I've personally struggled with this; as a young teenager, I tried to learn C++
without any access to the internet, any mentor; just a few old books. I
struggled with it for years and ultimately failed because certain technical
obstacles couldn't be overcome without "in-group" knowledge that didn't exist
in the meager documentation I could find. Either you were part of the social
group that could help you out of your problem, or you effectively were not
privileged to use the technology.

IRC is symbolic to me of this sort of old-school "it works fine for us"
mentality that poisoned the early tech enclaves - their myopic failure to
include anyone who didn't win the social lottery of knowing the right people,
or growing up in the right place. It's not that it worked for them that I
begrudge - it's their assumption that things must also be working for the rest
of humanity, since they themselves were doing just fine. It's the same
sentiment that made people hate the classic "let them eat cake" line.

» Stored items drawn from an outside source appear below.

use anyhow::{Context, Result};
use clap::{Parser, Subcommand};
use std::path::PathBuf;
use tracing::info;

use crate::app::build_router;
use crate::config::AppConfig;
use crate::hot_reload::{watch_routes, SharedRouter};
use crate::logging::init_logging;
use crate::server::{AppService, HttpServer, ServerHandle};

/// Command-line interface for Enzovu
#[derive(Parser)]
#[command(name = "enzovu")]
#[command(about = "Enzovu application server", long_about = None, version)]
pub struct Cli {
    /// The subcommand to execute
    #[command(subcommand)]
    pub command: Commands,
}

#[derive(Subcommand)]
pub enum Commands {
    /// Serve the application
    Serve {
        /// Address and port to bind (defaults to APP_HOST:APP_PORT)
        #[arg(long)]
        addr: Option<String>,

        /// Rebuild the routes whenever this file or directory changes
        #[arg(long)]
        watch: Option<PathBuf>,
    },
    /// Print the route table and exit
    Routes,
}

/// Execute the CLI command provided by the user
///
/// # Errors
///
/// Returns an error if:
/// - Logging cannot be initialised
/// - A route pattern is malformed
/// - The watcher cannot be installed
/// - The server cannot bind its address
pub fn run_cli() -> Result<()> {
    let cli = Cli::parse();
    run(cli, AppConfig::from_env())
}

/// Execute an already-parsed command against `config`.
///
/// # Errors
///
/// See [`run_cli`].
pub fn run(cli: Cli, config: AppConfig) -> Result<()> {
    match cli.command {
        Commands::Routes => {
            let router = build_router(&config).context("Failed to build routes")?;
            router.dump_routes();
            Ok(())
        }
        Commands::Serve { addr, watch } => serve(config, addr, watch),
    }
}

fn serve(config: AppConfig, addr: Option<String>, watch: Option<PathBuf>) -> Result<()> {
    init_logging(&config.log_config())?;
    may::config().set_stack_size(config.stack_size);

    let router = build_router(&config).context("Failed to build routes")?;
    info!(
        app = %config.name,
        environment = %config.environment,
        routes_count = router.len(),
        stack_size = config.stack_size,
        "Routes registered"
    );

    let shared = SharedRouter::new(router);
    let _watcher = match watch {
        Some(path) => {
            let rebuild_config = config.clone();
            let watcher = watch_routes(&path, shared.clone(), move || {
                build_router(&rebuild_config).context("Failed to rebuild routes")
            })
            .with_context(|| format!("Failed to watch {}", path.display()))?;
            Some(watcher)
        }
        None => None,
    };

    let addr = addr.unwrap_or_else(|| config.bind_address());
    let handle = HttpServer(AppService::new(shared))
        .start(addr.as_str())
        .with_context(|| format!("Failed to bind {addr}"))?;
    handle.wait_ready().context("Server did not become ready")?;

    wait_for_shutdown(handle)
}

#[cfg(unix)]
fn wait_for_shutdown(handle: ServerHandle) -> Result<()> {
    use signal_hook::consts::{SIGINT, SIGTERM};
    use signal_hook::iterator::Signals;

    let mut signals =
        Signals::new([SIGINT, SIGTERM]).context("Failed to install signal handlers")?;
    if let Some(signal) = signals.forever().next() {
        info!(signal, "Shutdown signal received");
    }
    handle.stop();
    Ok(())
}

#[cfg(not(unix))]
fn wait_for_shutdown(handle: ServerHandle) -> Result<()> {
    handle
        .join()
        .map_err(|e| anyhow::anyhow!("Server coroutine panicked: {e:?}"))
}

(As a corollary, this is why Stack Exchange is maybe the best thing to happen
to tech since the internet - a system specifically designed to incentivize
people to document all of those "undocumented secrets" that are necessary to
actually get any work done in a given field.)

------
samstarling
"Being a prick is generally not a good thing, but it is conditionally
necessary" – this is where I stopped reading!

------
pain
I feel you may be judged for using their literacy and biteracy as a form of
sorting and bitcism.

Finding sensitivities to diversities of technical literacies is troublesome
but teachingsome.

That means identity issues are social issues, and language choices, changes,
modus, and tools are important to address if we are serious about giving all
forms of identity a chance.

------
slipstream-
I've used IRC for years, but some of the statements made in this blog post
make some assumptions.

For example, I usually only register my nickname with nickserv when I know I'm
going to be a (semi-)regular user of network X. Same with setting up my BNC to
connect to that network.

------
seomis
What do college-age stoners sound like on IRC? Do they type "whoa" and "dude"
a lot or something?

------
lucian1900
IRC is terrible. It's a bad protocol and the user experience is pathetic for
almost all clients.

It's true that we sadly don't have a significantly better alternative, but
that doesn't mean one can't have good reasons to avoid it.

------
acheron
Uh, IRC? Really? Now I know the 90s are back.

Let me know if you have a position open for a Gopher developer.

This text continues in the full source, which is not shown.